Das ukrainische Militär geht seit Wochen mit Gewalt gegen die prorussischen Separatisten vor, die in den Bezirken Lugansk und Donezk "Volksrepubliken" ausgerufen haben. Am Freitag gelang es der Armee eigenen Angaben zufolge, nach heftigen Kämpfen die südöstliche Hafenstadt Mariupol wieder unter Kontrolle zu bringen.

Russlands Präsident Wladimir Putin forderte in einem Telefonat mit EU-Kommissionschef José Manuel Barroso das sofortige Ende der ukrainischen Armeeoffensive. Kiew müsse "sofort seine Militäroperation einstellen", sagte Putin nach Angaben des Kremls in dem Gespräch am Freitag.

Die Regierung in Kiew wirft Russland vor, die Milizen mit Kämpfern und Waffen zu unterstützen. Laut Präsident Petro Poroschenko lieferte Russland auch drei Panzer. Moskau warf daraufhin der Ukraine seinerseits vor, mit zwei Panzern auf russisches Gebiet vorgedrungen zu sein.

Auch die USA gehen davon aus, dass sich die Separatisten schwere Waffen und andere Ausrüstung aus Russland beschafft haben, darunter Panzer und Raketenwerfer. Es gebe "überzeugende Beweise" dafür, sagte Außenamtssprecherin Marie Harf in Washington. Harf sagte, die Panzer seien "irgendwie aus russischen Lagerhäusern" geholt worden. Jemand habe den Separatisten beigebracht, sie zu benutzen, "und sie wurden aus Russland in die Ukraine geschickt".

Deutsche unter Entführten

Die ukrainische Führung will derweil ab Samstag wieder die gesamte Grenze zu Russland unter Kontrolle haben. Einheiten mit gepanzerten Fahrzeugen würden an allen Grenzstraßen Präsenz zeigen und bewaffnete Eindringlinge angreifen, kündigte ein Sprecher des Innenministeriums in Kiew nach Angaben der Agentur Interfax an.
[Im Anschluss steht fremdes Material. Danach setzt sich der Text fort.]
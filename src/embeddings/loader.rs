//! Embedding set loading and encoding selection.
//!
//! A set directory holds `tokens.json` plus one of two encodings:
//!
//! - plain: `embeddings.json`, a row-major matrix parallel to the token
//!   list; dimensionality is inferred from the first row
//! - packed: `embeddings.bin`, the flat vector buffer as little-endian
//!   fp32, described by `meta.json` (`{dims, count, format}`)
//!
//! [`load_table`] probes the preferred high-resolution set first and falls
//! back to the bundled sample set; within a set the packed encoding wins
//! when its metadata declares fp32 and the blob is present. The byte->float
//! decode of a full GloVe blob is tens of megabytes, so it runs on a
//! blocking worker while the caller awaits the join handle; the table is
//! never observable half-built.

use std::fs::File;
use std::path::Path;

use memmap2::Mmap;
use serde::{Deserialize, Serialize};
use tracing::{debug, info, warn};

use super::{EmbeddingTable, TableError};

pub const TOKENS_FILE: &str = "tokens.json";
pub const MATRIX_FILE: &str = "embeddings.json";
pub const VECTORS_FILE: &str = "embeddings.bin";
pub const META_FILE: &str = "meta.json";

/// Preferred high-resolution set, probed first.
pub const PREFERRED_SET: &str = "glove50";
/// Bundled fallback set.
pub const SAMPLE_SET: &str = "sample";

/// Packed-encoding metadata record.
#[derive(Debug, Clone, Copy, PartialEq, Eq, Serialize, Deserialize)]
pub struct SetMeta {
    pub dims: usize,
    pub count: usize,
    pub format: VectorFormat,
}

#[derive(Debug, Clone, Copy, PartialEq, Eq, Serialize, Deserialize)]
#[serde(rename_all = "lowercase")]
pub enum VectorFormat {
    Fp32,
    /// Known tag with no decode path; sets declaring it load via the plain
    /// encoding.
    Int8,
}

/// Load the best available embedding set under `root`.
///
/// Any failure in the preferred set logs a warning and falls through to the
/// sample set; when the sample set fails too there is no further fallback
/// and the error is terminal.
pub async fn load_table(root: &Path) -> Result<EmbeddingTable, TableError> {
    let preferred = root.join(PREFERRED_SET);
    if preferred.join(META_FILE).is_file() {
        match load_set(&preferred).await {
            Ok(table) => return Ok(table),
            Err(err) => {
                warn!(set = %preferred.display(), error = %err, "preferred set unusable, falling back");
            }
        }
    }

    let sample = root.join(SAMPLE_SET);
    load_set(&sample)
        .await
        .map_err(|source| TableError::Unavailable {
            root: root.to_path_buf(),
            source: Box::new(source),
        })
}

/// Load one set directory, picking the packed encoding when available.
pub async fn load_set(dir: &Path) -> Result<EmbeddingTable, TableError> {
    match read_meta(dir) {
        Some(meta) if meta.format == VectorFormat::Fp32 && dir.join(VECTORS_FILE).is_file() => {
            load_packed(dir, meta).await
        }
        _ => load_plain(dir),
    }
}

fn read_meta(dir: &Path) -> Option<SetMeta> {
    match read_json::<SetMeta>(&dir.join(META_FILE)) {
        Ok(meta) => Some(meta),
        Err(err) => {
            debug!(set = %dir.display(), error = %err, "no usable set metadata");
            None
        }
    }
}

fn load_plain(dir: &Path) -> Result<EmbeddingTable, TableError> {
    let tokens: Vec<String> = read_json(&dir.join(TOKENS_FILE))?;
    let matrix: Vec<Vec<f32>> = read_json(&dir.join(MATRIX_FILE))?;
    if matrix.len() != tokens.len() {
        return Err(TableError::Malformed {
            reason: format!("{} tokens but {} matrix rows", tokens.len(), matrix.len()),
        });
    }

    let dims = matrix.first().map_or(0, Vec::len);
    let mut components = Vec::with_capacity(tokens.len() * dims);
    for (row, vector) in matrix.iter().enumerate() {
        if vector.len() != dims {
            return Err(TableError::Malformed {
                reason: format!(
                    "matrix row {row} has {} components, expected {dims}",
                    vector.len()
                ),
            });
        }
        components.extend_from_slice(vector);
    }

    let table = EmbeddingTable::new(tokens, dims, components)?;
    info!(set = %dir.display(), tokens = table.len(), dims = table.dims(), "loaded plain embedding set");
    Ok(table)
}

async fn load_packed(dir: &Path, meta: SetMeta) -> Result<EmbeddingTable, TableError> {
    let tokens: Vec<String> = read_json(&dir.join(TOKENS_FILE))?;
    if tokens.len() != meta.count {
        return Err(TableError::Malformed {
            reason: format!(
                "metadata declares {} rows but token list has {}",
                meta.count,
                tokens.len()
            ),
        });
    }

    let bin_path = dir.join(VECTORS_FILE);
    let dims = meta.dims;
    let decode_path = bin_path.clone();
    let components = tokio::task::spawn_blocking(move || decode_fp32_blob(&decode_path, dims))
        .await
        .map_err(|err| TableError::Io {
            path: bin_path,
            source: std::io::Error::other(err),
        })??;

    if components.len() != meta.count * meta.dims {
        return Err(TableError::Malformed {
            reason: format!(
                "blob holds {} components, metadata declares {}x{}",
                components.len(),
                meta.count,
                meta.dims
            ),
        });
    }

    let table = EmbeddingTable::new(tokens, dims, components)?;
    info!(set = %dir.display(), tokens = table.len(), dims = table.dims(), "loaded packed embedding set");
    Ok(table)
}

/// Reinterpret a raw blob as little-endian fp32 components.
fn decode_fp32_blob(path: &Path, dims: usize) -> Result<Vec<f32>, TableError> {
    let file = File::open(path).map_err(|source| TableError::Io {
        path: path.to_path_buf(),
        source,
    })?;
    let mmap = unsafe { Mmap::map(&file) }.map_err(|source| TableError::Io {
        path: path.to_path_buf(),
        source,
    })?;
    let bytes = &mmap[..];

    if bytes.len() % 4 != 0 {
        return Err(TableError::Malformed {
            reason: format!("blob of {} bytes is not whole fp32 components", bytes.len()),
        });
    }
    let floats = bytes.len() / 4;
    if dims == 0 || floats % dims != 0 {
        return Err(TableError::Malformed {
            reason: format!("{floats} components do not divide into rows of {dims}"),
        });
    }

    let mut components = Vec::with_capacity(floats);
    for chunk in bytes.chunks_exact(4) {
        components.push(f32::from_le_bytes([chunk[0], chunk[1], chunk[2], chunk[3]]));
    }
    Ok(components)
}

fn read_json<T: serde::de::DeserializeOwned>(path: &Path) -> Result<T, TableError> {
    let bytes = std::fs::read(path).map_err(|source| TableError::Io {
        path: path.to_path_buf(),
        source,
    })?;
    serde_json::from_slice(&bytes).map_err(|source| TableError::Parse {
        path: path.to_path_buf(),
        source,
    })
}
Die russisch-ukrainische Landgrenze ist mit knapp 2000 Kilometern die längste in Europa.

Unter den in der Ostukraine entführten OSZE-Beobachtern befindet sich einem Zeitungsbericht zufolge auch eine Deutsche. Die Frau sei am 29. Mai in der Region Lugansk als Geisel genommen worden, berichtete die "Bild"-Zeitung. Experten der Bundesregierung befürchten demnach, dass die Entführte von prorussischen Separatisten als "menschliches Schutzschild" benutzt werden könnte. Forderungen hätten die Kidnapper bislang nicht gestellt.